The URL gets broken up into the domain "raw.githubusercontent.com" and the path "/Leadwerks/Documentation/master/Images/ultraengine_logo.png".

When the file is downloaded, the contents are a web page for a 404 error. What is wrong here?

	bool DownloadFile(const WString& src, const WString& dest)
	{
		WString url = src;
		if (url.Left(7) == L"http://")
		{
			url = url.Right(url.size()-7);
		}
		else if (url.Left(8) == L"https://")
		{
			url = url.Right(url.size()-8);
		}
		WString domain = url;
		WString path = "/index.html";
		int p = url.Find("/");
		if (p > -1)
		{
			domain = url.Left(p);
			path = url.Right(url.size()-p);
		}

		Print(domain); 
		Print(path);

		struct sockaddr_in servaddr;
		struct hostent *hp;
		int sock_id;
		//char message[1024*1024] = {0};
		int msglen;
		WString r = L"GET " + path + L" HTTP/1.0\nFrom: who cares\nUser-Agent: Ultra Engine\n\n";
		std::string ss = r.ToUTF8String();
		const char* request = ss.c_str();

		//Get a socket
		if((sock_id = socket(AF_INET, SOCK_STREAM, 0)) == -1)
		{
			Print("Error: Couldn't get a socket.");
			return false;
		}

		//book uses bzero which my man pages say is deprecated
		//the man page said to use memset instead. :-)
		memset(&servaddr,0,sizeof(servaddr));

		std::string s = domain.ToUTF8String();
		if((hp = gethostbyname(s.c_str())) == NULL)
		{
			Print("Error: Couldn't get an address.");
			return false;
		}

		//bcopy is deprecated also, using memcpy instead
		memcpy((char *)&servaddr.sin_addr.s_addr, (char *)hp->h_addr, hp->h_length);

		//fill int port number and type
		servaddr.sin_port = htons(80);
		servaddr.sin_family = AF_INET;

		//make the connection
		int err = connect(sock_id, (struct sockaddr *)&servaddr, sizeof(servaddr));
		if (err != 0)
		{
			Print(errno);
			Print(err);
			Print("Error: Couldn't connect (" + String(errno)+ ").");
			return false;
		}

		//NOW THE HTTP PART!!!

		//send the request
		write(sock_id,request,strlen(request));

		//read the response
		auto buffer = CreateBuffer(0);

		int blocksize = 1024*1024;
		int bufferpos;
		
		while (true)
		{
			bufferpos = buffer->GetSize();
			buffer->Resize(buffer->GetSize() + blocksize);
			msglen = read(sock_id,buffer->Data() + bufferpos,blocksize);
			if (msglen == -1)
			{
				return false;
			}
			buffer->Resize(bufferpos + msglen);
			if (msglen == 0) break;
		}

		return buffer->Save(dest);
	}

The returned text look like this:
HTTP/1.1 404 Not Found Server: GitHub.com Content-Type: text/html; charset=utf-8 ETag: "5e6d6874-239b" Content-Security-Policy: default-src 'none'; style-src 'unsafe-inline'; img-src data:; connect-src 'self' X-GitHub-Request-Id: D6BC:147A:D22AE:142034:60A6037B Content-Length: 9115 Accept-Ranges: bytes Date: Thu, 20 May 2021 06:40:38 GMT Via: 1.1 varnish Age: 235 Connection: close X-Served-By: cache-lga21928-LGA X-Cache: HIT X-Cache-Hits: 1 X-Timer: S1621492839.513378,VS0,VE0 Vary: Accept-Encoding X-Fastly-Request-ID: 19663c78bc45f40978e491413f8b81fe66626fbf

404

There isn't a GitHub Pages site here.

If you're trying to publish one, read the full documentation to learn how to set up GitHub Pages for your repository, organization, or user account.

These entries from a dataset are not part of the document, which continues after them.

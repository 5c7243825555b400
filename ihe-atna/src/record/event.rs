//! RFC 3881 event identification block

use chrono::{DateTime, FixedOffset, Local};
use serde::{Deserialize, Serialize};
use std::fmt;

use super::coded::CodedValue;
use super::xml::XmlWriter;
use crate::error::{Error, Result};

/// Timestamp layout: `yyyy-MM-ddTHH:mm:ss.SSS±HH:mm`
///
/// `%:z` emits the offset with a colon, which the audit schema requires.
pub const EVENT_DATE_TIME_FORMAT: &str = "%Y-%m-%dT%H:%M:%S%.3f%:z";

/// Format an instant for the `EventDateTime` attribute
pub fn format_event_date_time(instant: &DateTime<FixedOffset>) -> String {
    instant.format(EVENT_DATE_TIME_FORMAT).to_string()
}

/// CRUD+Execute action performed by the event
#[derive(Debug, Clone, Copy, PartialEq, Eq, Hash, Serialize, Deserialize)]
pub enum EventActionCode {
    Create,
    Read,
    Update,
    Delete,
    Execute,
}

impl EventActionCode {
    pub const ALL: [EventActionCode; 5] = [
        Self::Create,
        Self::Read,
        Self::Update,
        Self::Delete,
        Self::Execute,
    ];

    /// Single-letter wire code
    pub fn as_code(&self) -> &'static str {
        match self {
            Self::Create => "C",
            Self::Read => "R",
            Self::Update => "U",
            Self::Delete => "D",
            Self::Execute => "E",
        }
    }

    pub fn from_code(code: &str) -> Result<Self> {
        match code {
            "C" => Ok(Self::Create),
            "R" => Ok(Self::Read),
            "U" => Ok(Self::Update),
            "D" => Ok(Self::Delete),
            "E" => Ok(Self::Execute),
            other => Err(Error::Serialization(format!(
                "invalid EventActionCode '{}'",
                other
            ))),
        }
    }
}

impl fmt::Display for EventActionCode {
    fn fmt(&self, f: &mut fmt::Formatter<'_>) -> fmt::Result {
        f.write_str(self.as_code())
    }
}

/// Event outcome indicator; only the four RFC 3881 values exist
#[derive(Debug, Clone, Copy, PartialEq, Eq, Hash, Serialize, Deserialize)]
pub enum EventOutcome {
    /// 0
    Success,
    /// 4
    MinorFailure,
    /// 8
    SeriousFailure,
    /// 12
    MajorFailure,
}

impl EventOutcome {
    pub const ALL: [EventOutcome; 4] = [
        Self::Success,
        Self::MinorFailure,
        Self::SeriousFailure,
        Self::MajorFailure,
    ];

    pub fn as_u8(&self) -> u8 {
        match self {
            Self::Success => 0,
            Self::MinorFailure => 4,
            Self::SeriousFailure => 8,
            Self::MajorFailure => 12,
        }
    }
}

impl TryFrom<u8> for EventOutcome {
    type Error = Error;

    fn try_from(value: u8) -> Result<Self> {
        match value {
            0 => Ok(Self::Success),
            4 => Ok(Self::MinorFailure),
            8 => Ok(Self::SeriousFailure),
            12 => Ok(Self::MajorFailure),
            other => Err(Error::Serialization(format!(
                "EventOutcomeIndicator {} is not one of 0, 4, 8, 12",
                other
            ))),
        }
    }
}

impl fmt::Display for EventOutcome {
    fn fmt(&self, f: &mut fmt::Formatter<'_>) -> fmt::Result {
        write!(f, "{}", self.as_u8())
    }
}

/// What happened, when, and how it turned out
#[derive(Debug, Clone, PartialEq, Eq, Serialize, Deserialize)]
pub struct EventIdentification {
    event_id: CodedValue,
    event_type_codes: Vec<CodedValue>,
    action_code: Option<EventActionCode>,
    event_date_time: DateTime<FixedOffset>,
    outcome: EventOutcome,
    purposes_of_use: Vec<CodedValue>,
}

impl EventIdentification {
    /// New block stamped with the current local time
    pub fn new(event_id: CodedValue, outcome: EventOutcome) -> Self {
        Self {
            event_id,
            event_type_codes: Vec::new(),
            action_code: None,
            event_date_time: Local::now().fixed_offset(),
            outcome,
            purposes_of_use: Vec::new(),
        }
    }

    pub fn with_action(mut self, action: EventActionCode) -> Self {
        self.action_code = Some(action);
        self
    }

    pub fn with_event_type(mut self, code: CodedValue) -> Self {
        self.event_type_codes.push(code);
        self
    }

    pub fn with_purpose_of_use(mut self, code: CodedValue) -> Self {
        self.purposes_of_use.push(code);
        self
    }

    pub fn with_date_time(mut self, instant: DateTime<FixedOffset>) -> Self {
        self.event_date_time = instant;
        self
    }

    pub fn event_id(&self) -> &CodedValue {
        &self.event_id
    }

    pub fn event_type_codes(&self) -> &[CodedValue] {
        &self.event_type_codes
    }

    pub fn action_code(&self) -> Option<EventActionCode> {
        self.action_code
    }

    pub fn event_date_time(&self) -> &DateTime<FixedOffset> {
        &self.event_date_time
    }

    pub fn outcome(&self) -> EventOutcome {
        self.outcome
    }

    pub fn purposes_of_use(&self) -> &[CodedValue] {
        &self.purposes_of_use
    }

    /// Check required content before serialization
    pub fn validate(&self) -> Result<()> {
        if self.event_id.code().is_empty() {
            return Err(Error::Serialization(
                "EventID requires a non-empty code".to_string(),
            ));
        }
        Ok(())
    }

    /// Write the `EventIdentification` element
    ///
    /// Attribute order is action, date-time, outcome; children are EventID,
    /// then EventTypeCode and PurposeOfUse in insertion order.
    pub(crate) fn write_xml(&self, writer: &mut XmlWriter) -> Result<()> {
        self.validate()?;

        let date_time = format_event_date_time(&self.event_date_time);
        let outcome = self.outcome.to_string();
        writer.start(
            "EventIdentification",
            &[
                ("EventActionCode", self.action_code.map(|a| a.as_code())),
                ("EventDateTime", Some(date_time.as_str())),
                ("EventOutcomeIndicator", Some(outcome.as_str())),
            ],
        );
        self.event_id.write_xml(writer, "EventID");
        for code in &self.event_type_codes {
            code.write_xml(writer, "EventTypeCode");
        }
        for code in &self.purposes_of_use {
            code.write_xml(writer, "PurposeOfUse");
        }
        writer.end();
        Ok(())
    }

    /// Serialize this block alone
    pub fn to_xml(&self) -> Result<String> {
        let mut writer = XmlWriter::new();
        self.write_xml(&mut writer)?;
        Ok(writer.finish())
    }
}

#[cfg(test)]
mod tests {
    use super::*;
    use crate::record::xml::unescape_attr;
    use chrono::TimeZone;
    use regex::Regex;

    fn fixed_instant() -> DateTime<FixedOffset> {
        FixedOffset::east_opt(5 * 3600 + 30 * 60)
            .unwrap()
            .with_ymd_and_hms(2024, 3, 7, 9, 5, 2)
            .unwrap()
            + chrono::Duration::milliseconds(45)
    }

    fn attr(xml: &str, name: &str) -> Option<String> {
        let re = Regex::new(&format!(r#"<EventIdentification[^>]* {}="([^"]*)""#, name)).unwrap();
        re.captures(xml).map(|c| unescape_attr(&c[1]))
    }

    #[test]
    fn test_timestamp_has_colon_in_offset() {
        assert_eq!(
            format_event_date_time(&fixed_instant()),
            "2024-03-07T09:05:02.045+05:30"
        );

        let west = FixedOffset::west_opt(8 * 3600)
            .unwrap()
            .with_ymd_and_hms(2023, 12, 31, 23, 59, 59)
            .unwrap();
        let formatted = format_event_date_time(&west);
        assert_eq!(formatted, "2023-12-31T23:59:59.000-08:00");

        let shape =
            Regex::new(r"^\d{4}-\d{2}-\d{2}T\d{2}:\d{2}:\d{2}\.\d{3}[+-]\d{2}:\d{2}$").unwrap();
        assert!(shape.is_match(&formatted));
    }

    #[test]
    fn test_outcome_and_action_survive_reparse() {
        let actions: Vec<Option<EventActionCode>> = std::iter::once(None)
            .chain(EventActionCode::ALL.iter().copied().map(Some))
            .collect();

        for outcome in EventOutcome::ALL {
            for action in &actions {
                let mut block = EventIdentification::new(
                    CodedValue::new("110112", "DCM", "Query & <Search> \"x\" 'y'"),
                    outcome,
                )
                .with_date_time(fixed_instant());
                if let Some(a) = action {
                    block = block.with_action(*a);
                }

                let xml = block.to_xml().unwrap();

                let parsed_outcome: u8 = attr(&xml, "EventOutcomeIndicator")
                    .unwrap()
                    .parse()
                    .unwrap();
                assert_eq!(EventOutcome::try_from(parsed_outcome).unwrap(), outcome);

                let parsed_action = attr(&xml, "EventActionCode")
                    .map(|c| EventActionCode::from_code(&c).unwrap());
                assert_eq!(parsed_action, *action);

                assert_eq!(
                    attr(&xml, "EventDateTime").unwrap(),
                    "2024-03-07T09:05:02.045+05:30"
                );

                let display = Regex::new(r#"<EventID [^>]*DisplayName="([^"]*)""#)
                    .unwrap()
                    .captures(&xml)
                    .map(|c| unescape_attr(&c[1]))
                    .unwrap();
                assert_eq!(display, "Query & <Search> \"x\" 'y'");
                assert!(xml.contains("&amp;") && xml.contains("&lt;") && xml.contains("&quot;") && xml.contains("&apos;"));
            }
        }
    }

    #[test]
    fn test_child_order_is_fixed() {
        let xml = EventIdentification::new(
            CodedValue::new("110112", "DCM", "Query"),
            EventOutcome::Success,
        )
        .with_purpose_of_use(CodedValue::new("TREAT", "v3-PurposeOfUse", "Treatment"))
        .with_event_type(CodedValue::new("ITI-18", "IHE Transactions", "Registry Stored Query"))
        .with_event_type(CodedValue::new("ITI-55", "IHE Transactions", "XCPD"))
        .with_purpose_of_use(CodedValue::new("ETREAT", "v3-PurposeOfUse", "Emergency"))
        .with_date_time(fixed_instant())
        .to_xml()
        .unwrap();

        let event_id = xml.find("<EventID ").unwrap();
        let iti18 = xml.find("ITI-18").unwrap();
        let iti55 = xml.find("ITI-55").unwrap();
        let treat = xml.find("\"TREAT\"").unwrap();
        let etreat = xml.find("\"ETREAT\"").unwrap();
        assert!(event_id < iti18 && iti18 < iti55 && iti55 < treat && treat < etreat);
        assert!(!xml.contains("EventActionCode"));
        assert!(xml.starts_with(
            r#"<EventIdentification EventDateTime="2024-03-07T09:05:02.045+05:30" EventOutcomeIndicator="0">"#
        ));
        assert!(xml.ends_with("</EventIdentification>"));
    }

    #[test]
    fn test_attribute_order() {
        let xml = EventIdentification::new(
            CodedValue::new("110106", "DCM", "Export"),
            EventOutcome::MajorFailure,
        )
        .with_action(EventActionCode::Read)
        .with_date_time(fixed_instant())
        .to_xml()
        .unwrap();
        assert!(xml.starts_with(
            r#"<EventIdentification EventActionCode="R" EventDateTime="2024-03-07T09:05:02.045+05:30" EventOutcomeIndicator="12">"#
        ));
    }

    #[test]
    fn test_out_of_range_outcome_rejected() {
        for bad in [1u8, 2, 5, 13, 255] {
            assert!(matches!(
                EventOutcome::try_from(bad),
                Err(Error::Serialization(_))
            ));
        }
    }

    #[test]
    fn test_empty_event_id_rejected() {
        let block = EventIdentification::new(CodedValue::new("", "DCM", ""), EventOutcome::Success);
        assert!(matches!(block.to_xml(), Err(Error::Serialization(_))));
        assert!(EventActionCode::from_code("X").is_err());
    }
}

My job is to make tools you love, with the features you want, and performance you can't live without.

Link to comment
Share on other sites

I replaced this with a call to curl:

		DeleteFile(dest);
		if (FileType(dest)==1) return false;
		std::string comm = ("curl -o \"" + RealPath(dest) + "\" \"" + src + "\"").ToUTF8String();
		system(comm.c_str());
		return FileType(dest) == 1;

 

My job is to make tools you love, with the features you want, and performance you can't live without.

Link to comment
Share on other sites

27 minutes ago, Josh said:

I replaced this with a call to curl:




		DeleteFile(dest);
		if (FileType(dest)==1) return false;
		std::string comm = ("curl -o \"" + RealPath(dest) + "\" \"" + src + "\"").ToUTF8String();
		system(comm.c_str());
		return FileType(dest) == 1;

 

Not sure if you're saying it now was working so not a problem, but if it's still a problem I would suggest grabbing the string you use in the c++ version just before you USE it and just check it over visually for oddities like spaces etc. and stick it back a browser and make sure it's what you thought it was and works.  Basically it sounds like it probably should work but might be something silly in formatting that just looks correct on a quick glance.

Also it can simplify things to try HTTP rather than HTTPS initially just to remove the problem of any SSL certificate complaints. 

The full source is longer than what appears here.